Copying test/forged:   0%|          | 0/300 [00:00<?, ?file/s]

Copying train: 0file [00:00, ?file/s]

Copying train/forged:   0%|          | 0/1400 [00:00<?, ?file/s]

Copying train/authentic:   0%|          | 0/1400 [00:00<?, ?file/s]

Copying val: 0file [00:00, ?file/s]

Copying val/authentic:   0%|          | 0/300 [00:00<?, ?file/s]

Copying val/forged:   0%|          | 0/300 [00:00<?, ?file/s]

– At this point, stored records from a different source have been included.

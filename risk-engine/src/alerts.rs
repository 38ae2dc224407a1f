//! Fraud alerts
//!
//! The engine builds alerts; delivering them (database, pager, case queue) is
//! the caller's job through [`AlertSink`].

use crate::velocity::SuspiciousActivity;
use crate::{Error, FraudAssessment, Result, RiskLevel};
use async_trait::async_trait;
use chrono::{DateTime, Utc};
use ledger_core::UserId;
use serde::{Deserialize, Serialize};
use std::sync::Mutex;
use uuid::Uuid;

/// Alert severity
#[derive(Debug, Clone, Copy, PartialEq, Eq, PartialOrd, Ord, Serialize, Deserialize)]
#[serde(rename_all = "lowercase")]
pub enum AlertSeverity {
    /// Needs review
    Medium,
    /// Needs review now
    High,
}

/// Alert workflow status
#[derive(Debug, Clone, Copy, PartialEq, Eq, Serialize, Deserialize)]
#[serde(rename_all = "lowercase")]
pub enum AlertStatus {
    /// Awaiting an analyst
    Open,
    /// Closed by an analyst
    Resolved,
}

/// What produced the alert
#[derive(Debug, Clone, PartialEq, Serialize, Deserialize)]
#[serde(tag = "source", rename_all = "snake_case")]
pub enum AlertSource {
    /// Real-time transaction assessment
    Assessment(FraudAssessment),
    /// Periodic rapid-transfer scan
    RapidTransfers(SuspiciousActivity),
}

/// Fraud alert
#[derive(Debug, Clone, PartialEq, Serialize, Deserialize)]
pub struct FraudAlert {
    /// Alert ID
    pub alert_id: Uuid,

    /// Subject of the alert
    pub user_id: UserId,

    /// Severity
    pub severity: AlertSeverity,

    /// Workflow status
    pub status: AlertStatus,

    /// Human-readable summary
    pub description: String,

    /// Creation time
    pub created_at: DateTime<Utc>,

    /// Evidence
    pub source: AlertSource,
}

impl FraudAlert {
    /// Alert for a medium or high assessment; `None` otherwise
    pub fn from_assessment(assessment: &FraudAssessment) -> Option<Self> {
        let severity = match assessment.risk_level {
            RiskLevel::High => AlertSeverity::High,
            RiskLevel::Medium => AlertSeverity::Medium,
            RiskLevel::Low | RiskLevel::Minimal => return None,
        };

        let flags = assessment
            .flags
            .iter()
            .map(|f| f.as_str())
            .collect::<Vec<_>>()
            .join(", ");

        Some(Self {
            alert_id: Uuid::new_v4(),
            user_id: assessment.user_id.clone(),
            severity,
            status: AlertStatus::Open,
            description: format!("Fraud score: {} - {}", assessment.score, flags),
            created_at: Utc::now(),
            source: AlertSource::Assessment(assessment.clone()),
        })
    }

    /// Alert for a rapid-transfer scan hit
    pub fn from_activity(activity: &SuspiciousActivity) -> Self {
        Self {
            alert_id: Uuid::new_v4(),
            user_id: activity.user_id.clone(),
            severity: activity.severity,
            status: AlertStatus::Open,
            description: format!(
                "Suspicious activity: {} transfers totaling ${}",
                activity.transfer_count, activity.total_amount
            ),
            created_at: Utc::now(),
            source: AlertSource::RapidTransfers(activity.clone()),
        }
    }
}

/// Destination for fraud alerts
#[async_trait]
pub trait AlertSink: Send + Sync {
    /// Deliver one alert
    async fn raise(&self, alert: FraudAlert) -> Result<()>;
}

/// Sink that only logs
#[derive(Debug, Default, Clone, Copy)]
pub struct TracingAlertSink;

#[async_trait]
impl AlertSink for TracingAlertSink {
    async fn raise(&self, alert: FraudAlert) -> Result<()> {
        tracing::warn!(
            alert_id = %alert.alert_id,
            user_id = %alert.user_id,
            severity = ?alert.severity,
            "Fraud alert created: {}",
            alert.description
        );
        Ok(())
    }
}

/// Sink that keeps alerts in memory
#[derive(Debug, Default)]
pub struct MemoryAlertSink {
    alerts: Mutex<Vec<FraudAlert>>,
}

impl MemoryAlertSink {
    /// Create empty sink
    pub fn new() -> Self {
        Self::default()
    }

    /// Alerts received so far
    ///
    /// Still readable after a panic poisoned the lock; new alerts are refused.
    pub fn alerts(&self) -> Vec<FraudAlert> {
        match self.alerts.lock() {
            Ok(alerts) => alerts.clone(),
            Err(poisoned) => poisoned.into_inner().clone(),
        }
    }
}

#[async_trait]
impl AlertSink for MemoryAlertSink {
    async fn raise(&self, alert: FraudAlert) -> Result<()> {
        self.alerts
            .lock()
            .map_err(|e| Error::AlertDelivery(e.to_string()))?
            .push(alert);
        Ok(())
    }
}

✅ Dataset copied successfully!


In [29]:
data_path = "/content/dataset"

IMG_SIZE = 224
BATCH_SIZE = 64
NUM_WORKERS = 2
DEVICE = torch.device("cuda" if torch.cuda.is_available() else "cpu")
print("Device:", DEVICE)

Device: cuda


In [30]:
# -------------------------------
# 3. Transforms & Datasets
# -------------------------------
train_transforms = transforms.Compose([
    transforms.Resize((IMG_SIZE, IMG_SIZE)),
    transforms.RandomRotation(15),
    transforms.RandomResizedCrop(IMG_SIZE, scale=(0.8, 1.0)),
    transforms.ColorJitter(brightness=0.4, contrast=0.4, saturation=0.3),
    transforms.RandomAffine(degrees=0, translate=(0.1, 0.1)),
    transforms.GaussianBlur(3, sigma=(0.1, 1.0)),
    transforms.RandomHorizontalFlip(),
    transforms.ToTensor(),
    transforms.Normalize([0.485, 0.456, 0.406],
                         [0.229, 0.224, 0.225])
])

val_transforms = transforms.Compose([
    transforms.Resize((IMG_SIZE, IMG_SIZE)),
    transforms.ToTensor(),
    transforms.Normalize([0.485, 0.456, 0.406],
                         [0.229, 0.224, 0.225])
])

train_dir = os.path.join(data_path, 'train')
val_dir = os.path.join(data_path, 'val')
test_dir = os.path.join(data_path, 'test')

train_dataset = datasets.ImageFolder(train_dir, transform=train_transforms)
val_dataset = datasets.ImageFolder(val_dir, transform=val_transforms)
test_dataset = datasets.ImageFolder(test_dir, transform=val_transforms)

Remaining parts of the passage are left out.